INSTRUCTIONS FOR THE TASK
Search the listing below for the string "insert" and copy every line where it occurs.

GIVEN ENTRIES
☆ ☆ ☆ ☆ ☆
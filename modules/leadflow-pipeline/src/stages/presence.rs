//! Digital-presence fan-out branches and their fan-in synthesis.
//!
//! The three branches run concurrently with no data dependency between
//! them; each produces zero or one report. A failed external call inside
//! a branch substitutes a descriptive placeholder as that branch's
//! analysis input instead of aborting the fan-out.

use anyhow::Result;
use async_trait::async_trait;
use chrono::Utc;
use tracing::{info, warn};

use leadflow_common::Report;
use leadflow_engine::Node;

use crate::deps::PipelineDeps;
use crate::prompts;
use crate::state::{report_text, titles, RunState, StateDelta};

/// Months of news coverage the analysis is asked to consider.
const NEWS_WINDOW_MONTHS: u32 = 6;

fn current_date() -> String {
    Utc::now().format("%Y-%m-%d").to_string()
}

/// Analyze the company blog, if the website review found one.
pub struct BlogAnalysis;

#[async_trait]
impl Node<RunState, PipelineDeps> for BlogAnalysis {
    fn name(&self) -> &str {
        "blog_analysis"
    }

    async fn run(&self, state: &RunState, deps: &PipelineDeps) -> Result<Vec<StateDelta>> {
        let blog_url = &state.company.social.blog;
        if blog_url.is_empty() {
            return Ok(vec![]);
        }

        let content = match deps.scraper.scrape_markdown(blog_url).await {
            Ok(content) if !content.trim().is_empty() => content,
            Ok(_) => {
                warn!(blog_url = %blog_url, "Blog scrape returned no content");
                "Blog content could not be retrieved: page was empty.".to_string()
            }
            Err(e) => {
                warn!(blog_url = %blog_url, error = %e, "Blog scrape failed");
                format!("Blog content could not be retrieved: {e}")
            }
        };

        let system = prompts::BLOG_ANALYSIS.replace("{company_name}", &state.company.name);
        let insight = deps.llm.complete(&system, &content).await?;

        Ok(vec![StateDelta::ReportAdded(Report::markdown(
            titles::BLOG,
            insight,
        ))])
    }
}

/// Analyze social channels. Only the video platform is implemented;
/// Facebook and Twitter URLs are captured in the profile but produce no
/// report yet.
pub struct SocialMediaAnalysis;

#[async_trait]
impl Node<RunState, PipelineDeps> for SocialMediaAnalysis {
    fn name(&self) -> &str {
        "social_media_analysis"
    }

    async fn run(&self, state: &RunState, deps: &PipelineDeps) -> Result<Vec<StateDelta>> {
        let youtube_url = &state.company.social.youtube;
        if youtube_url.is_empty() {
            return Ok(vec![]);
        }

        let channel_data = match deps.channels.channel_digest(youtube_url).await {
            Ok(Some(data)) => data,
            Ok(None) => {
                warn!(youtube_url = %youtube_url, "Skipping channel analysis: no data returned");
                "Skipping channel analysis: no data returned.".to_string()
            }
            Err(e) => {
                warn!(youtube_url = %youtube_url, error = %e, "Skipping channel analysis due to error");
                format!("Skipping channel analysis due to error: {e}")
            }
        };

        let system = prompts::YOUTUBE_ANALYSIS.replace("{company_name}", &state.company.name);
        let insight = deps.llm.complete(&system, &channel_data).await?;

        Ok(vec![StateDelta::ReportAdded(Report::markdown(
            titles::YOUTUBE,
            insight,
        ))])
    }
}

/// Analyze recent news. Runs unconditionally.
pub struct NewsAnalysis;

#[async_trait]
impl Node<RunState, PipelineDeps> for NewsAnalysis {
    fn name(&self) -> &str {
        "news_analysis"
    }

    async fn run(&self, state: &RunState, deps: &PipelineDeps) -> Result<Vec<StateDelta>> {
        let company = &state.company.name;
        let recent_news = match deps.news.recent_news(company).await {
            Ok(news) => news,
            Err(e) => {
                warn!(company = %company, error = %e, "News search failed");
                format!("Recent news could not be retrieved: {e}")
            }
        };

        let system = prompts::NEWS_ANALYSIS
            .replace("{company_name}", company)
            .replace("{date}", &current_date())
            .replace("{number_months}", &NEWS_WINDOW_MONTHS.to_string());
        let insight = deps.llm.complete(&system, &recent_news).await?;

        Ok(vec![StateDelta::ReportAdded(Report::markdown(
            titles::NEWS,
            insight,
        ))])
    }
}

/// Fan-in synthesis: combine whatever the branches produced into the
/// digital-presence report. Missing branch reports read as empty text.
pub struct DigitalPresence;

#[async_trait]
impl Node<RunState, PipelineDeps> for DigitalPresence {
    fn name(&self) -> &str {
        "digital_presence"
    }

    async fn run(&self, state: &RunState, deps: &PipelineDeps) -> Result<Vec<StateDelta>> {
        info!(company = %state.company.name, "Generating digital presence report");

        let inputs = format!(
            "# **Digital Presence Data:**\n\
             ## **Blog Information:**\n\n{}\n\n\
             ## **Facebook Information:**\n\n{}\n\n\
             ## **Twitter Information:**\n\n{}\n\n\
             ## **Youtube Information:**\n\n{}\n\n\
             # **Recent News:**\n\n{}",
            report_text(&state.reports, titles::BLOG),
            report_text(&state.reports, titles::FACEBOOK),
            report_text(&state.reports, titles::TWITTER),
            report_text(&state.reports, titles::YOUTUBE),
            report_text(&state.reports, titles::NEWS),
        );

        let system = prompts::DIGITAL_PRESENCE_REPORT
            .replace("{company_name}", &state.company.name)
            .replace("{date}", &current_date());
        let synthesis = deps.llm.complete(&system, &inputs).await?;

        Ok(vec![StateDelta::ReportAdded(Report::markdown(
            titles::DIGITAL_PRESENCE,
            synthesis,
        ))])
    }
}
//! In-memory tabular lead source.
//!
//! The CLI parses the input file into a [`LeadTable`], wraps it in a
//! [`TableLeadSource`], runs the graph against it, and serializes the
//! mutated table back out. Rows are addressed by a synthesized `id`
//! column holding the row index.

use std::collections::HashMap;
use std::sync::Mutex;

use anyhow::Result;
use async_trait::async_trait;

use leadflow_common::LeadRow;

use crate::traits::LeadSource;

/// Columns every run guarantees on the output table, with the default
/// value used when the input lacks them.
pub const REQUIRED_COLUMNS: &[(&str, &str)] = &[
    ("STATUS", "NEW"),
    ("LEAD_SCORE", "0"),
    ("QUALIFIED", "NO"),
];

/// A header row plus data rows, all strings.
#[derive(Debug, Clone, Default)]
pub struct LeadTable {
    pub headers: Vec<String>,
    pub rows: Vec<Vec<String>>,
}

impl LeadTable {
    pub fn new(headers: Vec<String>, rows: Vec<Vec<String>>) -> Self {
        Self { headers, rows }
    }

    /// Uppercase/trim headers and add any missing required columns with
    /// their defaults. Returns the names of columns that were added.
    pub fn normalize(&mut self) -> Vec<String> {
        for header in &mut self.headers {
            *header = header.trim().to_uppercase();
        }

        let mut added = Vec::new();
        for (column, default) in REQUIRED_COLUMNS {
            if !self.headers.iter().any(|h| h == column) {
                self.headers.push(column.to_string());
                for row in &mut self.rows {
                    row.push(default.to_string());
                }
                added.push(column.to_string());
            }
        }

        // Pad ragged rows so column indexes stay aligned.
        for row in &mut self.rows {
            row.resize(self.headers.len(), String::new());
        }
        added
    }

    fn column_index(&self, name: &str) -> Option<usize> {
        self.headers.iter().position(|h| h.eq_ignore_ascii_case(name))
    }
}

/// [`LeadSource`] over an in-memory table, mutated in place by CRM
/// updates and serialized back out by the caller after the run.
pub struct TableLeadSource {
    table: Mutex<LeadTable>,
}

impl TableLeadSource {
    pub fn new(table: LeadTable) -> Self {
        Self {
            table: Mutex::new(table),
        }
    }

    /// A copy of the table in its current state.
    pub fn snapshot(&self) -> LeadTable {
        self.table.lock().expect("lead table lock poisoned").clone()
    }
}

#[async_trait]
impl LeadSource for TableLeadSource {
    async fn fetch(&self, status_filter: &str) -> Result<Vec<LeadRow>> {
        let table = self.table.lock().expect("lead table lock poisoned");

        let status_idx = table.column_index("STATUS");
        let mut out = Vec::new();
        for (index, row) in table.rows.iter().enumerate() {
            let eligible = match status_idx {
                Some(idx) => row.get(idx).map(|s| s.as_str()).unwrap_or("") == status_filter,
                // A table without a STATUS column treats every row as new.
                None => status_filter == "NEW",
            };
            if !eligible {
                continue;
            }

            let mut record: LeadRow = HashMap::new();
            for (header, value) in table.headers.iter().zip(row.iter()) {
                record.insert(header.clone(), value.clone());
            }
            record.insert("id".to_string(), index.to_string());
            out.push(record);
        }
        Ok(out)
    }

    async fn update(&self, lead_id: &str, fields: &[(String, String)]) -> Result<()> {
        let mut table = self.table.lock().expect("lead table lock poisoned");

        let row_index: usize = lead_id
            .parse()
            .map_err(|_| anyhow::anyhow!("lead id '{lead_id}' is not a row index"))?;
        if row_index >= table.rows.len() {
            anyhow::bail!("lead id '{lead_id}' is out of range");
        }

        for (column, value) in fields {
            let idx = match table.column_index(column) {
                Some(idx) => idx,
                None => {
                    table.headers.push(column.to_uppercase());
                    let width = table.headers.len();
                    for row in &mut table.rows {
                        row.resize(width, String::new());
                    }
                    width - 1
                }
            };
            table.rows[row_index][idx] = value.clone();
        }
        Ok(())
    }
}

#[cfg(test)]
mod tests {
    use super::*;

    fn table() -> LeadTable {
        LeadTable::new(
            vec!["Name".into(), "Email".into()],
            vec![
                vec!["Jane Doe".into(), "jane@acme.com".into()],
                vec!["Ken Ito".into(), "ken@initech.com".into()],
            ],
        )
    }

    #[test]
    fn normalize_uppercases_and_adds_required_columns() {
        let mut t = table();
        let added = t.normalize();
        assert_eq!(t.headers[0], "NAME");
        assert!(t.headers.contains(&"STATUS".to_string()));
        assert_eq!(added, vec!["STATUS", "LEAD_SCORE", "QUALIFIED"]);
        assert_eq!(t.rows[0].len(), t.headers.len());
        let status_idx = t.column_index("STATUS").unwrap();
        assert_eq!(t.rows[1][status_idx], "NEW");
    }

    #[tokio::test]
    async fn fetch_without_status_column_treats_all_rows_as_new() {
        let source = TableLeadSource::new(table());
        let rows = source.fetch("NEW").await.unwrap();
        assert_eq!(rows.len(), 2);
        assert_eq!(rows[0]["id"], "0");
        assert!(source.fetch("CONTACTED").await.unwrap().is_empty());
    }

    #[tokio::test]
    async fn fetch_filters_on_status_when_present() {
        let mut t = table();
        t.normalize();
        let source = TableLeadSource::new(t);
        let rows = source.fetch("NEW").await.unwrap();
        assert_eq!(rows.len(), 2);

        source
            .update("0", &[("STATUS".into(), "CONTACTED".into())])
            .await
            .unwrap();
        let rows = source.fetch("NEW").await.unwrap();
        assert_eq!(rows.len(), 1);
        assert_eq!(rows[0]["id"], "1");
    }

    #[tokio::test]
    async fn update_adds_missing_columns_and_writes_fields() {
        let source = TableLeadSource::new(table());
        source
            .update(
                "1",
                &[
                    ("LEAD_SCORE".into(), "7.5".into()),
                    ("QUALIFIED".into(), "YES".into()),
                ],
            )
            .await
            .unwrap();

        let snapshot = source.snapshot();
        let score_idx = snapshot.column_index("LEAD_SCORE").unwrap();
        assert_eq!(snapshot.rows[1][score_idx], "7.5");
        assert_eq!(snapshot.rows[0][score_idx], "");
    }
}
☆ ☆ ☆ ☆ ☆
OUTPUT BELOW
                record.insert(header.clone(), value.clone());
            record.insert("id".to_string(), index.to_string());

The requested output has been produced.